FreeBSD vs. Linux – Virtualization Showdown with bhyve and KVM
Virtualization showdown – FreeBSD’s bhyve vs. Linux’s KVM
Let’s compare the two open source virtualization engines and see how they perform
Not too long ago, we walked you through setting up bhyve on FreeBSD 13.1. Today, we’re going to take a look specifically at how bhyve stacks up against the Linux Kernel Virtual Machine—but before we can do that, we need to talk about the best performing configurations under bhyve itself.
When we talk about configuration options that have a massive performance impact, we’re mostly talking about storage configuration—CPU configuration options tend to be fairly straightforward, but storage can be configured with different back-end formats and virtual controllers, which can have a massive impact on both throughput and latency.
OpenZFS is the only back-end storage stack we’ll be testing today—its performance is generally excellent, and its feature set for virtual machine hosting is unparalleled.
FreeBSD bhyve storage configuration
There are three major categories of storage configuration tunable for virtual machines running atop OpenZFS:
- OpenZFS blocksize
- Hypervisor storage type—raw device (on ZVOLs) or raw file (on datasets)

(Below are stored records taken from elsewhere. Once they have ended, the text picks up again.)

//! Route definitions for `/server`.

use axum::routing::get;
use axum::Router;

use crate::handlers::server;
use crate::state::AppState;

/// Routes mounted at `/server`.
pub fn router() -> Router<AppState> {
    Router::new()
        .route("/status", get(server::get_status).post(server::set_status))
        .route("/characters", get(server::list_characters))
}
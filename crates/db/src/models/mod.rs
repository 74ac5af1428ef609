//! Row models and request DTOs.
//!
//! Each submodule contains:
//! - A `FromRow` + `Serialize` entity struct matching the database row
//! - `Deserialize` DTOs for the request bodies that touch that table

pub mod account;
pub mod character;
pub mod id;
pub mod inventory;
pub mod item;
pub mod server;
//! Database connection and pool settings.

use std::fmt;
use std::str::FromStr;
use std::time::Duration;

use sqlx::postgres::{PgConnectOptions, PgPoolOptions};

/// Connection descriptor plus pool sizing and timeouts.
///
/// Either `url` is set (from `DATABASE_URL`) and wins, or the discrete
/// host/port/database/user/password fields are used.
#[derive(Clone)]
pub struct DbConfig {
    pub url: Option<String>,
    pub host: String,
    pub port: u16,
    pub database: String,
    pub user: String,
    pub password: Option<String>,
    pub max_connections: u32,
    pub min_connections: u32,
    pub acquire_timeout_secs: u64,
    pub idle_timeout_secs: u64,
    /// Server-side `statement_timeout` applied to every pooled connection.
    pub statement_timeout_ms: u64,
}

impl Default for DbConfig {
    fn default() -> Self {
        Self {
            url: None,
            host: "localhost".into(),
            port: 5432,
            database: "postgres".into(),
            user: "postgres".into(),
            password: None,
            max_connections: 10,
            min_connections: 0,
            acquire_timeout_secs: 5,
            idle_timeout_secs: 600,
            statement_timeout_ms: 10_000,
        }
    }
}

impl DbConfig {
    /// Load database configuration from environment variables.
    ///
    /// | Env Var                   | Default     |
    /// |---------------------------|-------------|
    /// | `DATABASE_URL`            | unset       |
    /// | `DB_HOST`                 | `localhost` |
    /// | `DB_PORT`                 | `5432`      |
    /// | `DB_NAME`                 | `postgres`  |
    /// | `DB_USER`                 | `postgres`  |
    /// | `DB_PASSWORD`             | unset       |
    /// | `DB_MAX_CONNECTIONS`      | `10`        |
    /// | `DB_MIN_CONNECTIONS`      | `0`         |
    /// | `DB_ACQUIRE_TIMEOUT_SECS` | `5`         |
    /// | `DB_IDLE_TIMEOUT_SECS`    | `600`       |
    /// | `DB_STATEMENT_TIMEOUT_MS` | `10000`     |
    ///
    /// # Panics
    ///
    /// Panics if a numeric variable is set but does not parse.
    pub fn from_env() -> Self {
        Self::from_lookup(|key| std::env::var(key).ok())
    }

    /// Build a configuration from an arbitrary key lookup.
    ///
    /// Empty values are treated as unset.
    pub fn from_lookup(lookup: impl Fn(&str) -> Option<String>) -> Self {
        let get = |key: &str| lookup(key).filter(|v| !v.trim().is_empty());
        let defaults = Self::default();

        Self {
            url: get("DATABASE_URL"),
            host: get("DB_HOST").unwrap_or(defaults.host),
            port: parse_or(get("DB_PORT"), "DB_PORT", defaults.port),
            database: get("DB_NAME").unwrap_or(defaults.database),
            user: get("DB_USER").unwrap_or(defaults.user),
            password: get("DB_PASSWORD"),
            max_connections: parse_or(
                get("DB_MAX_CONNECTIONS"),
                "DB_MAX_CONNECTIONS",
                defaults.max_connections,
            ),
            min_connections: parse_or(
                get("DB_MIN_CONNECTIONS"),
                "DB_MIN_CONNECTIONS",
                defaults.min_connections,
            ),
            acquire_timeout_secs: parse_or(
                get("DB_ACQUIRE_TIMEOUT_SECS"),
                "DB_ACQUIRE_TIMEOUT_SECS",
                defaults.acquire_timeout_secs,
            ),
            idle_timeout_secs: parse_or(
                get("DB_IDLE_TIMEOUT_SECS"),
                "DB_IDLE_TIMEOUT_SECS",
                defaults.idle_timeout_secs,
            ),
            statement_timeout_ms: parse_or(
                get("DB_STATEMENT_TIMEOUT_MS"),
                "DB_STATEMENT_TIMEOUT_MS",
                defaults.statement_timeout_ms,
            ),
        }
    }

    /// Connection options for every pooled connection.
    ///
    /// Fails only when `url` is set and cannot be parsed.
    pub fn connect_options(&self) -> Result<PgConnectOptions, sqlx::Error> {
        let base = match &self.url {
            Some(url) => PgConnectOptions::from_str(url)?,
            None => {
                let opts = PgConnectOptions::new()
                    .host(&self.host)
                    .port(self.port)
                    .database(&self.database)
                    .username(&self.user);
                match &self.password {
                    Some(password) => opts.password(password),
                    None => opts,
                }
            }
        };

        Ok(self.with_session_options(base))
    }

    /// Apply the per-connection session settings to an existing descriptor.
    pub fn with_session_options(&self, base: PgConnectOptions) -> PgConnectOptions {
        let statement_timeout = self.statement_timeout_ms.to_string();
        base.application_name("realmkeep")
            .options([("statement_timeout", statement_timeout)])
    }

    /// Pool sizing and acquisition limits.
    pub fn pool_options(&self) -> PgPoolOptions {
        PgPoolOptions::new()
            .max_connections(self.max_connections)
            .min_connections(self.min_connections)
            .acquire_timeout(self.acquire_timeout())
            .idle_timeout(self.idle_timeout())
    }

    pub fn acquire_timeout(&self) -> Duration {
        Duration::from_secs(self.acquire_timeout_secs)
    }

    pub fn idle_timeout(&self) -> Duration {
        Duration::from_secs(self.idle_timeout_secs)
    }
}

// Credentials must never reach logs.
impl fmt::Debug for DbConfig {
    fn fmt(&self, f: &mut fmt::Formatter<'_>) -> fmt::Result {
        f.debug_struct("DbConfig")
            .field("url", &self.url.as_ref().map(|_| "<redacted>"))
            .field("host", &self.host)
            .field("port", &self.port)
            .field("database", &self.database)
            .field("user", &self.user)
            .field("password", &self.password.as_ref().map(|_| "<redacted>"))
            .field("max_connections", &self.max_connections)
            .field("min_connections", &self.min_connections)
            .field("acquire_timeout_secs", &self.acquire_timeout_secs)
            .field("idle_timeout_secs", &self.idle_timeout_secs)
            .field("statement_timeout_ms", &self.statement_timeout_ms)
            .finish()
    }
}

fn parse_or<T: FromStr>(value: Option<String>, key: &str, default: T) -> T {
    match value {
        Some(raw) => raw
            .trim()
            .parse()
            .unwrap_or_else(|_| panic!("{key} must be a valid number")),
        None => default,
    }
}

- Hypervisor storage controller—eg emulated NVMe, emulated SATA/SAS, and VirtIO
The first of these configuration choices—OpenZFS blocksize—is the most flexible, and the one we devoted the least testing to. Generally speaking, you should match your blocksize (volblocksize if using ZVOLs, recordsize if using datasets) directly to your actual workload for the best results.
When there’s no single storage workload to specifically tune for, we generally recommend a blocksize of 64K—this allows for decent (though not ideal) performance on both throughput-challenged (1MiB random I/O) and IOPS-challenged (4K random I/O) workloads.
With recordsize=64K or volblocksize=64K, 4K random I/O suffers from an amplification penalty of 16x. This refers to the fact that the block is the smallest individual amount of data which can be read or written—so a 4KiB operation requires 64KiB of actual data to be read or written.
Similarly, a 64KiB blocksize means a 16x IOPS amplification penalty for 1MiB random I/O. In this case, we’re looking at the fact that we need to issue sixteen separate operations to read or write 1MiB of data in 64KiB blocks, as opposed to a single operation if we needed to move the same data with blocksize=1M.
We standardized on a recordsize/volblocksize of 64KiB for these tests, since “generic” storage workloads typically revolve around two potential bottlenecks—latency on 4K I/O, as seen in small files and metadata, and throughput on 1MiB I/O, as seen in the majority of documents, data, and even operating system patching systems like Windows Update.
Hypervisor storage type
Unlike OpenZFS blocksize, there’s usually a single, clear answer as to what storage type performs best under a given hypervisor. Under Linux’s KVM, there are three primary options—QCOW2 on datasets, RAW files on datasets, and direct access to ZVOLs as block devices.
QCOW2 is a QEMU-specific storage format, and it therefore doesn’t make much sense to try to use it under FreeBSD. Under Linux KVM, QCOW2 can be worth using despite sometimes lower performance than RAW files, because it enables QEMU-specific features, including VM hibernation.
This leaves us with RAW files on OpenZFS datasets, vs OpenZFS ZVOLs passed directly down to the VM as block devices (on Linux) or character devices (on FreeBSD). On paper, ZVOLs seem like the ideal answer to VM storage needs—but we’ve found them terribly unperforming under Linux for many years, so we didn’t want to blindly assume they would be performance winners under FreeBSD either.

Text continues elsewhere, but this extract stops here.